Le gouvernement d’Athènes semble avoir espéré que l’Europe lui tiendrait compte de son attitude pacifique, et qu’à la fin des hostilités auxquelles le royaume était resté étranger il serait récompensé de n’avoir pas aggravé les complications orientales. Cette manière de voir n’était malheureusement pas exempte d’une certaine naïveté cruellement raillée par les orateurs populaires du Pnyx.
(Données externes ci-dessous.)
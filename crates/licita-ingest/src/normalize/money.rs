//! Parsing of monetary amounts written with either decimal convention

use bigdecimal::BigDecimal;
use std::str::FromStr;
use tracing::debug;

const CURRENCY_TOKENS: &[&str] = &["EUR", "USD", "GBP", "€", "$", "£"];

/// Parse an amount such as `1.234,56`, `1,234.56` or `€ 1.000.000,00`
///
/// When both separators appear, the one written last is the decimal
/// separator. A lone comma is decimal only when at most two digits follow it.
/// Repeated dots without a comma are thousands separators.
pub fn parse_decimal(raw: &str) -> Option<BigDecimal> {
    let mut cleaned: String = raw
        .chars()
        .filter(|c| !c.is_whitespace() && *c != '\u{a0}')
        .collect();
    for token in CURRENCY_TOKENS {
        cleaned = cleaned.replace(token, "");
    }
    if cleaned.is_empty() {
        return None;
    }

    let normalized = normalize_separators(&cleaned);
    match BigDecimal::from_str(&normalized) {
        Ok(value) => Some(value),
        Err(e) => {
            debug!(value = %raw, error = %e, "Unparseable amount");
            None
        },
    }
}

fn normalize_separators(value: &str) -> String {
    match (value.rfind(','), value.rfind('.')) {
        (Some(comma), Some(dot)) if comma > dot => value.replace('.', "").replace(',', "."),
        (Some(_), Some(_)) => value.replace(',', ""),
        (Some(comma), None) => {
            let decimals = value.len() - comma - 1;
            if value.matches(',').count() == 1 && decimals <= 2 {
                value.replace(',', ".")
            } else {
                value.replace(',', "")
            }
        },
        (None, Some(_)) if value.matches('.').count() > 1 => value.replace('.', ""),
        _ => value.to_string(),
    }
}
//! Interval-based request gate

use std::time::Duration;
use tokio::sync::Mutex;
use tokio::time::Instant;

/// Spaces granted acquisitions at least `1 / requests_per_second` apart
///
/// There is no burst allowance. Callers queue on a fair mutex, so concurrent
/// workers are served in arrival order and the sleep happens while holding the
/// lock.
#[derive(Debug)]
pub struct RateLimiter {
    min_interval: Duration,
    last_granted: Mutex<Option<Instant>>,
}

impl RateLimiter {
    /// A non-positive or non-finite rate disables the gate
    pub fn new(requests_per_second: f64) -> Self {
        let min_interval = if requests_per_second.is_finite() && requests_per_second > 0.0 {
            Duration::from_secs_f64(1.0 / requests_per_second)
        } else {
            Duration::ZERO
        };

        Self {
            min_interval,
            last_granted: Mutex::new(None),
        }
    }

    pub fn min_interval(&self) -> Duration {
        self.min_interval
    }

    /// Wait until the next request may be issued
    pub async fn acquire(&self) {
        let mut last = self.last_granted.lock().await;

        if let Some(previous) = *last {
            let elapsed = previous.elapsed();
            if elapsed < self.min_interval {
                tokio::time::sleep(self.min_interval - elapsed).await;
            }
        }

        *last = Some(Instant::now());
    }
}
Les Grecs seraient disposés à accuser l’Europe d’ingratitude envers eux; ils lui reprochent volontiers sa partialité pour les Slaves, son oubli des intérêts grecs et son dédain de l’hellénisme, que tant de souvenirs lui devaient rendre cher. La diplomatie n’a été ni si aveugle ni si coupable; elle avait seulement trop de besogne avec les Serbes et les Bulgares, avec les Monténégrins et les Bosniaques, avec ceux qui ont combattu et ceux qui ont souffert, pour s’occuper des Grecs, qui ont eu la sagesse de se croiser les bras. « Notre affaire, disait dans son vif langage le général Ignatief, est d’éteindre le feu là où le feu a éclaté : aucun incendie n’a été jusqu’ici signalé dans les provinces grecques... » Il est à craindre que les Hellènes ne se le tiennent pour dit, et qu’à la première occasion ils ne s’arrangent pour avoir, eux aussi, leurs incendies ou leurs massacres. Ils ont pour cela la Thessalie, où le gouvernement turc a, comme en Bulgarie, tenté de coloniser des Circassiens; ils ont surtout l’île de Crète, où la Porte a fort mal tenu les engagemens pris à la suite de la grande insurrection. En attendant, la chambre d’Athènes a voté pour l’armée un emprunt de 10 millions de drachmes, les ministères se succèdent au pied de l’Acropole, et les partis bataillent sur la question militaire. La Grèce, elle aussi, veut se tenir prête pour les événemens, bien qu’en dépit des 100,000 hommes dont ils prétendent disposer, les compatriotes de Canaris et de Botzaris soient en un demi-siècle de paix devenus un des peuples les plus pacifiques de l’Europe. Au milieu de ses hésitations ou de ses regrets, la Grèce a la bonne fortune de pouvoir se mêler encore à temps aux événemens si les événemens se compliquent, et de n’en avoir rien souffert si les affaires s’arrangent, en sorte que, si sa grandeur politique n’a rien gagné aux récentes complications, sa prospérité naissante n’y aura rien perdu.


ANATOLE LEROY-BEAULIEU.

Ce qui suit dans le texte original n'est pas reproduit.